The Veronicas singles chronology
| "If You Love Someone" (2014) | "Cruel" (2015) | "Chains" (2015) |

= Cruel (The Veronicas song) =

"Cruel" is a song by The Veronicas from their self-titled third studio album. It was written by The Veronicas twin sisters Jessica Origliasso and Lisa Origliasso, along with Rob Ellmore, Leah Haywood, Daniel James; production was handled by Dreamlab and Ruffian. The song was released as the third single from The Veronicas' third studio album and debuted on Australian radio on 21 January 2015.

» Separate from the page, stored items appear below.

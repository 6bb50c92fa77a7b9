//! Adversary controller
//!
//! Adversaries pick a new heading only at cell centers. Reversing is never
//! chosen unless it is the only way out; the one exception is the forced
//! reversal when an adversary becomes frightened.
//!
//! Each [`Personality`] reduces to "pick the valid direction whose next cell
//! is closest to some target", except `Random`, which picks uniformly.

use glam::Vec2;
use rand::Rng;
use rand_pcg::Pcg32;
use serde::{Deserialize, Serialize};

use super::collision::Bounds;
use super::grid::GridMap;
use super::motion::{Direction, Motion};
use crate::settings::Settings;

/// Fixed behavior policy of an adversary
#[derive(Debug, Clone, Copy, PartialEq, Eq, Hash, Serialize, Deserialize)]
pub enum Personality {
    /// Heads straight for the player
    Chase,
    /// Heads for a point ahead of the player
    Ambush,
    /// Wanders uniformly at random
    Random,
    /// Circles the maze corners, chasing when none is far enough away
    Patrol,
}

impl Personality {
    /// Standard lineup, in spawn order
    pub const ROSTER: [Personality; 4] = [
        Personality::Chase,
        Personality::Ambush,
        Personality::Random,
        Personality::Patrol,
    ];

    pub fn as_str(&self) -> &'static str {
        match self {
            Personality::Chase => "chase",
            Personality::Ambush => "ambush",
            Personality::Random => "random",
            Personality::Patrol => "patrol",
        }
    }

    /// Point this personality steers toward, `None` for `Random`
    pub fn target(
        self,
        from: Vec2,
        player: PlayerView,
        grid: &GridMap,
        settings: &Settings,
    ) -> Option<Vec2> {
        let cell = grid.cell_size();
        match self {
            Personality::Chase => Some(player.pos),
            Personality::Ambush => {
                Some(player.pos + player.direction.vector() * settings.ambush_lead_cells * cell)
            }
            Personality::Random => None,
            Personality::Patrol => Some(
                patrol_corner(from, grid, settings).unwrap_or(player.pos),
            ),
        }
    }

    /// Pick a heading among `options` (already filtered for reversal)
    pub fn choose(
        self,
        from: Vec2,
        options: &[Direction],
        player: PlayerView,
        grid: &GridMap,
        settings: &Settings,
        rng: &mut Pcg32,
    ) -> Option<Direction> {
        match self.target(from, player, grid, settings) {
            Some(target) => toward_target(from, target, options, grid.cell_size()),
            None => random_choice(options, rng),
        }
    }
}

/// What an adversary may know about the player
#[derive(Debug, Clone, Copy, PartialEq)]
pub struct PlayerView {
    pub pos: Vec2,
    pub direction: Direction,
}

/// Option whose one-cell step lands closest to `target`
///
/// Ties keep the earliest option, so the result is fully determined by the
/// inputs.
pub fn toward_target(
    from: Vec2,
    target: Vec2,
    options: &[Direction],
    cell_size: f32,
) -> Option<Direction> {
    let mut best = None;
    let mut best_distance = f32::INFINITY;
    for &dir in options {
        let distance = (from + dir.vector() * cell_size).distance(target);
        if distance < best_distance {
            best_distance = distance;
            best = Some(dir);
        }
    }
    best
}

pub fn random_choice(options: &[Direction], rng: &mut Pcg32) -> Option<Direction> {
    if options.is_empty() {
        return None;
    }
    Some(options[rng.random_range(0..options.len())])
}

/// Nearest inset corner that is more than the minimum distance away
fn patrol_corner(from: Vec2, grid: &GridMap, settings: &Settings) -> Option<Vec2> {
    let cell = grid.cell_size();
    let inset = settings.patrol_corner_inset;
    let (w, h) = (grid.width() as f32, grid.height() as f32);
    let corners = [
        Vec2::new(inset, inset),
        Vec2::new(w - inset, inset),
        Vec2::new(inset, h - inset),
        Vec2::new(w - inset, h - inset),
    ]
    .map(|c| c * cell);
    let min_distance = settings.patrol_min_distance * cell;

    let mut best = None;
    let mut best_distance = f32::INFINITY;
    for corner in corners {
        let distance = from.distance(corner);
        if distance > min_distance && distance < best_distance {
            best_distance = distance;
            best = Some(corner);
        }
    }
    best
}

/// Uniformly random cardinal heading
pub fn random_direction(rng: &mut Pcg32) -> Direction {
    Direction::CARDINALS[rng.random_range(0..Direction::CARDINALS.len())]
}

#[derive(Debug, Clone, Serialize, Deserialize)]
pub struct Adversary {
    personality: Personality,
    pub motion: Motion,
    pub frightened: bool,
    /// Collision half-extent
    pub radius: f32,
}

impl Adversary {
    pub fn new(personality: Personality, spawn: Vec2, radius: f32, rng: &mut Pcg32) -> Self {
        Self {
            personality,
            motion: Motion::new(spawn, random_direction(rng)),
            frightened: false,
            radius,
        }
    }

    #[inline]
    pub fn personality(&self) -> Personality {
        self.personality
    }

    #[inline]
    pub fn pos(&self) -> Vec2 {
        self.motion.pos
    }

    #[inline]
    pub fn direction(&self) -> Direction {
        self.motion.direction
    }

    pub fn bounds(&self) -> Bounds {
        Bounds::new(self.motion.pos, self.radius)
    }

    /// Travel per tick in the current mode
    pub fn speed(&self, settings: &Settings) -> f32 {
        if self.frightened {
            settings.frightened_speed()
        } else {
            settings.adversary_speed
        }
    }

    /// Enter frightened mode and turn around, even if already frightened
    pub fn frighten(&mut self) {
        self.frightened = true;
        self.motion.reverse();
    }

    /// Back to spawn, calm, with a fresh random heading
    pub fn reset(&mut self, spawn: Vec2, rng: &mut Pcg32) {
        self.motion = Motion::new(spawn, random_direction(rng));
        self.frightened = false;
    }

    /// Valid directions from the current cell, minus reversal unless it's the only one
    pub fn options(&self, grid: &GridMap) -> Vec<Direction> {
        let mut options = grid.valid_directions(self.motion.pos);
        if options.len() > 1 {
            let back = self.motion.direction.opposite();
            options.retain(|&d| d != back);
        }
        options
    }

    /// Advance one tick
    ///
    /// `power_mode` rising while calm frightens this adversary (with the
    /// forced reversal); power mode being off always calms it.
    pub fn update(
        &mut self,
        grid: &GridMap,
        player: PlayerView,
        power_mode: bool,
        settings: &Settings,
        rng: &mut Pcg32,
    ) {
        if power_mode && !self.frightened {
            self.frighten();
        } else if !power_mode {
            self.frightened = false;
        }

        let speed = self.speed(settings);
        if self.motion.try_snap(grid.cell_size(), speed) {
            let options = self.options(grid);
            let choice = if self.frightened {
                random_choice(&options, rng)
            } else {
                self.personality
                    .choose(self.motion.pos, &options, player, grid, settings, rng)
            };
            // No way out keeps the old heading; only a malformed maze gets here
            if let Some(direction) = choice {
                self.motion.direction = direction;
            }
        }

        self.motion.advance(speed);
    }
}
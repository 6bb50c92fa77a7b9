//! Maze Chase headless entry point
//!
//! Runs one session at the fixed tick rate with a wandering autopilot in
//! place of a human, logging events as they happen. Pass a settings JSON path
//! as the first argument to override the defaults.

use rand::{Rng, SeedableRng};
use rand_pcg::Pcg32;

use maze_chase::Settings;
use maze_chase::sim::{Direction, GamePhase, GameState, TickInput, tick};

/// Give up after this many simulated minutes
const MAX_MINUTES: u64 = 10;

/// Picks a random non-reversing turn whenever the player sits on a cell center
struct Autopilot {
    rng: Pcg32,
}

impl Autopilot {
    fn new(seed: u64) -> Self {
        Self {
            rng: Pcg32::seed_from_u64(seed.wrapping_add(1)),
        }
    }

    fn steer(&mut self, state: &GameState) -> Option<Direction> {
        let player = &state.player;
        if !player
            .motion
            .at_intersection(state.grid.cell_size(), player.speed)
        {
            return None;
        }
        let mut options = state.grid.valid_directions(player.pos());
        if options.len() > 1 {
            let back = player.direction().opposite();
            options.retain(|&d| d != back);
        }
        if options.is_empty() {
            return None;
        }
        Some(options[self.rng.random_range(0..options.len())])
    }
}

fn main() {
    env_logger::init();
    log::info!("Maze Chase (headless) starting...");

    let settings = match std::env::args().nth(1) {
        Some(path) => match Settings::load(&path) {
            Ok(settings) => settings,
            Err(e) => {
                log::error!("Failed to load settings from {}: {}", path, e);
                std::process::exit(2);
            }
        },
        None => Settings::default(),
    };

    let mut state = match GameState::new(settings) {
        Ok(state) => state,
        Err(e) => {
            log::error!("Cannot start session: {}", e);
            std::process::exit(if e.is_config() { 2 } else { 1 });
        }
    };
    let mut autopilot = Autopilot::new(state.settings().seed);
    let max_ticks = MAX_MINUTES * 60 * state.settings().tick_rate as u64;

    tick(
        &mut state,
        &TickInput {
            start: true,
            ..Default::default()
        },
    );

    while state.phase == GamePhase::Playing && state.time_ticks < max_ticks {
        let input = TickInput {
            direction: autopilot.steer(&state),
            ..Default::default()
        };
        for event in tick(&mut state, &input) {
            log::debug!("[tick {}] {:?}", state.time_ticks, event);
        }
    }

    log::info!(
        "Finished in {:?} after {} ticks: score {}, lives {}, {}/{} collected",
        state.phase,
        state.time_ticks,
        state.score,
        state.lives,
        state.collected,
        state.total_collectibles()
    );
    for adversary in &state.adversaries {
        log::info!(
            "  {:<6} at {:?} heading {:?}{}",
            adversary.personality().as_str(),
            adversary.pos(),
            adversary.direction(),
            if adversary.frightened { " (frightened)" } else { "" }
        );
    }

    match serde_json::to_string_pretty(&state.snapshot()) {
        Ok(json) => println!("{json}"),
        Err(e) => log::error!("Failed to serialize snapshot: {}", e),
    }
}
//! Maze layout and collectibles
//!
//! The wall layout is fixed once loaded. Pellet and power pellet cells are the
//! only cells that ever change, and only through [`GridMap::consume_pellet`].

use glam::{IVec2, Vec2};
use serde::{Deserialize, Serialize};

use super::motion::Direction;
use crate::consts::{GRID_HEIGHT, GRID_WIDTH};
use crate::error::MapError;
use crate::{cell_center, world_to_cell};

/// Contents of one grid cell
#[derive(Debug, Clone, Copy, PartialEq, Eq, Serialize, Deserialize)]
pub enum CellKind {
    Empty,
    Wall,
    Pellet,
    PowerPellet,
    PlayerSpawn,
    AdversarySpawn,
}

impl CellKind {
    /// Decode a layout code (0 empty, 1 wall, 2 pellet, 3 power pellet,
    /// 4 player spawn, 5 adversary spawn)
    pub fn from_code(code: u8) -> Option<Self> {
        match code {
            0 => Some(CellKind::Empty),
            1 => Some(CellKind::Wall),
            2 => Some(CellKind::Pellet),
            3 => Some(CellKind::PowerPellet),
            4 => Some(CellKind::PlayerSpawn),
            5 => Some(CellKind::AdversarySpawn),
            _ => None,
        }
    }

    pub fn collectible(self) -> Option<Collectible> {
        match self {
            CellKind::Pellet => Some(Collectible::Pellet),
            CellKind::PowerPellet => Some(Collectible::PowerPellet),
            _ => None,
        }
    }
}

/// Something the player can eat
#[derive(Debug, Clone, Copy, PartialEq, Eq, Serialize, Deserialize)]
pub enum Collectible {
    Pellet,
    PowerPellet,
}

/// The reference 20x15 maze
#[rustfmt::skip]
pub const REFERENCE_LAYOUT: [[u8; GRID_WIDTH]; GRID_HEIGHT] = [
    [1, 1, 1, 1, 1, 1, 1, 1, 1, 1, 1, 1, 1, 1, 1, 1, 1, 1, 1, 1],
    [1, 2, 2, 2, 2, 2, 2, 2, 2, 1, 1, 2, 2, 2, 2, 2, 2, 2, 2, 1],
    [1, 3, 1, 1, 2, 1, 1, 1, 2, 1, 1, 2, 1, 1, 1, 2, 1, 1, 3, 1],
    [1, 2, 2, 2, 2, 2, 2, 2, 2, 2, 2, 2, 2, 2, 2, 2, 2, 2, 2, 1],
    [1, 2, 1, 1, 2, 1, 2, 1, 1, 1, 1, 1, 1, 2, 1, 2, 1, 1, 2, 1],
    [1, 2, 2, 2, 2, 1, 2, 2, 2, 1, 1, 2, 2, 2, 1, 2, 2, 2, 2, 1],
    [1, 1, 1, 1, 2, 1, 1, 1, 0, 1, 1, 0, 1, 1, 1, 2, 1, 1, 1, 1],
    [0, 0, 0, 1, 2, 1, 0, 0, 0, 5, 5, 0, 0, 0, 1, 2, 1, 0, 0, 0],
    [1, 1, 1, 1, 2, 1, 0, 1, 1, 5, 5, 1, 1, 0, 1, 2, 1, 1, 1, 1],
    [0, 0, 0, 0, 2, 0, 0, 1, 0, 0, 0, 0, 1, 0, 0, 2, 0, 0, 0, 0],
    [1, 1, 1, 1, 2, 1, 0, 1, 1, 1, 1, 1, 1, 0, 1, 2, 1, 1, 1, 1],
    [0, 0, 0, 1, 2, 1, 0, 0, 0, 4, 0, 0, 0, 0, 1, 2, 1, 0, 0, 0],
    [1, 1, 1, 1, 2, 1, 0, 1, 1, 1, 1, 1, 1, 0, 1, 2, 1, 1, 1, 1],
    [1, 2, 2, 2, 2, 2, 2, 2, 2, 1, 1, 2, 2, 2, 2, 2, 2, 2, 2, 1],
    [1, 1, 1, 1, 1, 1, 1, 1, 1, 1, 1, 1, 1, 1, 1, 1, 1, 1, 1, 1],
];

/// Static maze plus the live collectible registries
#[derive(Debug, Clone)]
pub struct GridMap {
    width: usize,
    height: usize,
    cell_size: f32,
    /// Current cells, row-major
    cells: Vec<CellKind>,
    /// Cells as loaded, for restoring collectibles on restart
    initial: Vec<CellKind>,
    /// Remaining pellets, row-major order
    pellets: Vec<IVec2>,
    /// Remaining power pellets, row-major order
    power_pellets: Vec<IVec2>,
    total_collectibles: usize,
    player_spawn: Vec2,
    adversary_spawns: Vec<Vec2>,
}

impl GridMap {
    /// Build the reference maze
    pub fn reference(cell_size: f32) -> Result<Self, MapError> {
        Self::from_rows(&REFERENCE_LAYOUT, cell_size)
    }

    /// Build a maze from rows of layout codes
    pub fn from_rows<R: AsRef<[u8]>>(rows: &[R], cell_size: f32) -> Result<Self, MapError> {
        let height = rows.len();
        let width = rows.first().map(|r| r.as_ref().len()).unwrap_or(0);
        if height == 0 || width == 0 {
            return Err(MapError::Empty);
        }

        let mut cells = Vec::with_capacity(width * height);
        let mut player_cells = Vec::new();
        let mut adversary_spawns = Vec::new();

        for (y, row) in rows.iter().enumerate() {
            let row = row.as_ref();
            if row.len() != width {
                return Err(MapError::RaggedRow {
                    row: y,
                    found: row.len(),
                    expected: width,
                });
            }
            for (x, &code) in row.iter().enumerate() {
                let kind = CellKind::from_code(code).ok_or(MapError::UnknownCell { code, x, y })?;
                let cell = IVec2::new(x as i32, y as i32);
                match kind {
                    CellKind::PlayerSpawn => player_cells.push(cell),
                    CellKind::AdversarySpawn => {
                        adversary_spawns.push(cell_center(cell, cell_size))
                    }
                    _ => {}
                }
                cells.push(kind);
            }
        }

        let player_spawn = match player_cells.as_slice() {
            [] => return Err(MapError::MissingPlayerSpawn),
            [cell] => cell_center(*cell, cell_size),
            many => return Err(MapError::DuplicatePlayerSpawn { count: many.len() }),
        };
        if adversary_spawns.is_empty() {
            return Err(MapError::MissingAdversarySpawn);
        }

        let mut grid = Self {
            width,
            height,
            cell_size,
            initial: cells.clone(),
            cells,
            pellets: Vec::new(),
            power_pellets: Vec::new(),
            total_collectibles: 0,
            player_spawn,
            adversary_spawns,
        };
        grid.rebuild_registries();
        grid.total_collectibles = grid.remaining_collectibles();

        log::debug!(
            "Maze {}x{}: {} pellets, {} power pellets, {} adversary spawns",
            width,
            height,
            grid.pellets.len(),
            grid.power_pellets.len(),
            grid.adversary_spawns.len()
        );

        Ok(grid)
    }

    /// Put every collectible back where the layout originally had it
    pub fn restore(&mut self) {
        self.cells.clone_from(&self.initial);
        self.rebuild_registries();
    }

    fn rebuild_registries(&mut self) {
        self.pellets.clear();
        self.power_pellets.clear();
        for (i, kind) in self.cells.iter().enumerate() {
            let cell = IVec2::new((i % self.width) as i32, (i / self.width) as i32);
            match kind.collectible() {
                Some(Collectible::Pellet) => self.pellets.push(cell),
                Some(Collectible::PowerPellet) => self.power_pellets.push(cell),
                None => {}
            }
        }
    }

    fn index(&self, cell: IVec2) -> Option<usize> {
        let in_bounds = cell.x >= 0
            && cell.y >= 0
            && (cell.x as usize) < self.width
            && (cell.y as usize) < self.height;
        in_bounds.then(|| cell.y as usize * self.width + cell.x as usize)
    }

    #[inline]
    pub fn width(&self) -> usize {
        self.width
    }

    #[inline]
    pub fn height(&self) -> usize {
        self.height
    }

    #[inline]
    pub fn cell_size(&self) -> f32 {
        self.cell_size
    }

    /// Cell kind, or `None` off-grid
    pub fn cell_kind(&self, cell: IVec2) -> Option<CellKind> {
        self.index(cell).map(|i| self.cells[i])
    }

    /// Off-grid cells are walls
    pub fn cell_is_wall(&self, cell: IVec2) -> bool {
        self.cell_kind(cell).is_none_or(|kind| kind == CellKind::Wall)
    }

    /// Whether the cell containing `pos` is a wall (off-grid counts as wall)
    pub fn is_wall(&self, pos: Vec2) -> bool {
        self.cell_is_wall(world_to_cell(pos, self.cell_size))
    }

    /// Directions whose neighbor cell is on-grid and not a wall, in
    /// [`Direction::CARDINALS`] order
    pub fn valid_directions(&self, pos: Vec2) -> Vec<Direction> {
        let cell = world_to_cell(pos, self.cell_size);
        Direction::CARDINALS
            .into_iter()
            .filter(|dir| !self.cell_is_wall(cell + dir.offset()))
            .collect()
    }

    /// Eat whatever collectible sits in the cell containing `pos`
    ///
    /// Returns the collectible exactly once; later calls on the same cell
    /// return `None`.
    pub fn consume_pellet(&mut self, pos: Vec2) -> Option<Collectible> {
        let cell = world_to_cell(pos, self.cell_size);
        let index = self.index(cell)?;
        let collectible = self.cells[index].collectible()?;

        self.cells[index] = CellKind::Empty;
        let registry = match collectible {
            Collectible::Pellet => &mut self.pellets,
            Collectible::PowerPellet => &mut self.power_pellets,
        };
        registry.retain(|&c| c != cell);

        Some(collectible)
    }

    /// Collectibles present when the maze was loaded
    #[inline]
    pub fn total_collectible_count(&self) -> usize {
        self.total_collectibles
    }

    pub fn remaining_collectibles(&self) -> usize {
        self.pellets.len() + self.power_pellets.len()
    }

    pub fn pellets(&self) -> &[IVec2] {
        &self.pellets
    }

    pub fn power_pellets(&self) -> &[IVec2] {
        &self.power_pellets
    }

    /// Row-major cell snapshot
    pub fn cells(&self) -> &[CellKind] {
        &self.cells
    }

    /// World position of the player spawn cell's center
    pub fn player_spawn(&self) -> Vec2 {
        self.player_spawn
    }

    /// Adversary spawn centers, row-major
    pub fn adversary_spawns(&self) -> &[Vec2] {
        &self.adversary_spawns
    }

    /// Spawn for the adversary at `index`; extra adversaries share the last spawn
    pub fn adversary_spawn(&self, index: usize) -> Vec2 {
        let last = self.adversary_spawns.len() - 1;
        self.adversary_spawns[index.min(last)]
    }
}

"Cruel" was well received by critics who felt that it would be a radio hit. In Australia, "Cruel" debuted and peaked at number 53 on the Australian Singles Chart, becoming one of their lowest charting songs to date.

==Background==
In 2013, The Veronicas members, Jessica Origliasso and Lisa Origliasso, parted ways with their then label Warner Bros. Records. This was due to the constant delays they experienced with the release of their third album (which was known as Life on Mars at the time). After signing with Sony Music Australia in 2014, the duo were given a cash advance and used it to buy back some of their songs from Warner Bros. Records. Speaking to Kathy McCabe of news.com.au they said,"we really fought for "Cruel", "Did You Miss Me", "Mad Love", "Cold" and "Born Bob Dylan", songs that we were so emotionally attached to, we couldn't let go of." By 2014, The Veronicas released "You Ruin Me", their first single since "Lolita" which came out in 2012, as the lead single off their self-titled third studio album. "You Ruin Me" debuted atop the ARIA Singles Chart, becoming their second number-one hit in Australia since "Hook Me Up" in 2007, and was certified triple platinum by the Australian Record Industry Association (ARIA). A snippet of "Cruel" first appeared in the beginning of the accompanying music video for "You Ruin Me", which was directed by Matt Sharp and Tapehead. In an interview with Stephanie Anderson of BuzzFeed, Jessica hinted at the snippet of the song (the title of which was not revealed) as being the next single. However, "If You Love Someone" was serviced as the follow-up release instead.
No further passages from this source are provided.